Enter The University of Colorado Family Medicine Residency Program.  The UH residency program includes two education training tracks; the UH track is located at the AF Williams Clinic in Stapleton and the Denver Health (DH) track is located at the Lowry Clinic. Through the leadership of Frank deGruy, Department of Family Medicine Chair, Dan Burke, UH Residency Director, and an energetic and creative faculty and staff, The UH Residency Program has transformed itself into a program that emphasizes the PCMH through all aspects of its curriculum.  The emphasis on the PCMH began in 2007 when the UH Residency Program joined a group of 14 other Family Medicine Programs that were chosen to be part of the P4 Program (Preparing the Personal Physician for Practice).   Also known as P to the fourth power, P4 is a six-year project to inspire and examine substantial innovation focused on changing the way family physicians are trained to practice medicine.  In addition, the UH residency programs became part of the Colorado Family Medicine Residency Patient Centered Medical Home Project in January 2009 and are receiving quality improvement coaching and curriculum redesign support from the project team.

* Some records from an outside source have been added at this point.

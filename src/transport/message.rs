use std::collections::{HashMap, VecDeque};

use crate::utils::errors::CalcError;
use crate::utils::types::{Rank, Tag};

#[derive(Debug, Clone, PartialEq)]
pub enum Payload<T> {
    Scalar(u64),
    Buffer(Vec<T>),
}

impl<T> Payload<T> {
    pub fn into_scalar(self, source: Rank, tag: Tag) -> Result<u64, CalcError> {
        match self {
            Payload::Scalar(v) => Ok(v),
            Payload::Buffer(_) => Err(CalcError::transport(format!(
                "expected a scalar from rank {source} on tag {tag}, got a buffer"
            ))),
        }
    }

    pub fn into_buffer(self, count: usize, source: Rank, tag: Tag) -> Result<Vec<T>, CalcError> {
        match self {
            Payload::Buffer(data) if data.len() == count => Ok(data),
            Payload::Buffer(data) => Err(CalcError::transport(format!(
                "expected {count} elements from rank {source} on tag {tag}, got {}",
                data.len()
            ))),
            Payload::Scalar(_) => Err(CalcError::transport(format!(
                "expected a buffer from rank {source} on tag {tag}, got a scalar"
            ))),
        }
    }
}

#[derive(Debug, Clone, PartialEq)]
pub struct Envelope<T> {
    pub source: Rank,
    pub tag: Tag,
    pub payload: Payload<T>,
}

/// Messages that arrived before anyone asked for their (source, tag).
#[derive(Debug)]
pub struct Mailbox<T> {
    pending: HashMap<(Rank, Tag), VecDeque<Payload<T>>>,
}

impl<T> Default for Mailbox<T> {
    fn default() -> Self {
        Self {
            pending: HashMap::new(),
        }
    }
}

impl<T> Mailbox<T> {
    pub fn stash(&mut self, envelope: Envelope<T>) {
        self.pending
            .entry((envelope.source, envelope.tag))
            .or_default()
            .push_back(envelope.payload);
    }

    /// Oldest pending payload for (source, tag), if any.
    pub fn take(&mut self, source: Rank, tag: Tag) -> Option<Payload<T>> {
        let queue = self.pending.get_mut(&(source, tag))?;
        let payload = queue.pop_front();
        if queue.is_empty() {
            self.pending.remove(&(source, tag));
        }
        payload
    }

    pub fn len(&self) -> usize {
        self.pending.values().map(VecDeque::len).sum()
    }

    pub fn is_empty(&self) -> bool {
        self.pending.is_empty()
    }
}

The goal for both the P4 initiative and the Colorado Family Medicine Residency Patient Centered Medical Home Project is to train future physicians to practice as a PCMH.  For its P4 initiative, the University program chose to implement a new PCMH-curriculum focusing on chronic disease management, cutting edge information systems, health behavior change, community integration, and leadership in the specialty of family medicine. Curricular changes include instituting family medicine intensive teaching blocks preceding first year hospital rotations, establishing a Medical Home Curriculum, and reorganizing the residency curriculum so that residents have an experience focused on caring for their own panel of patients during the second half of residency.   The UH program is continuing to build on this foundation through the Colorado Family Medicine Residency Patient Centered Medical Home Project by integrating practice and quality improvement into the residency curriculum.  Residents are actively involved on the quality improvement (QI) teams within the UH clinics.  The residents are involved in the Plan Do Study Act (PDSA) cycles currently underway on the QI teams.  As the UH programs work toward NCQA-PCMH certification, the residents will be involved in development of registry measurements and population management for their panel of patients.  A UH 3rd resident recently said,” Participation on the QI teams has led to several ‘ah ha’ moments since it has given me insight into what it actually takes to work together as a team.”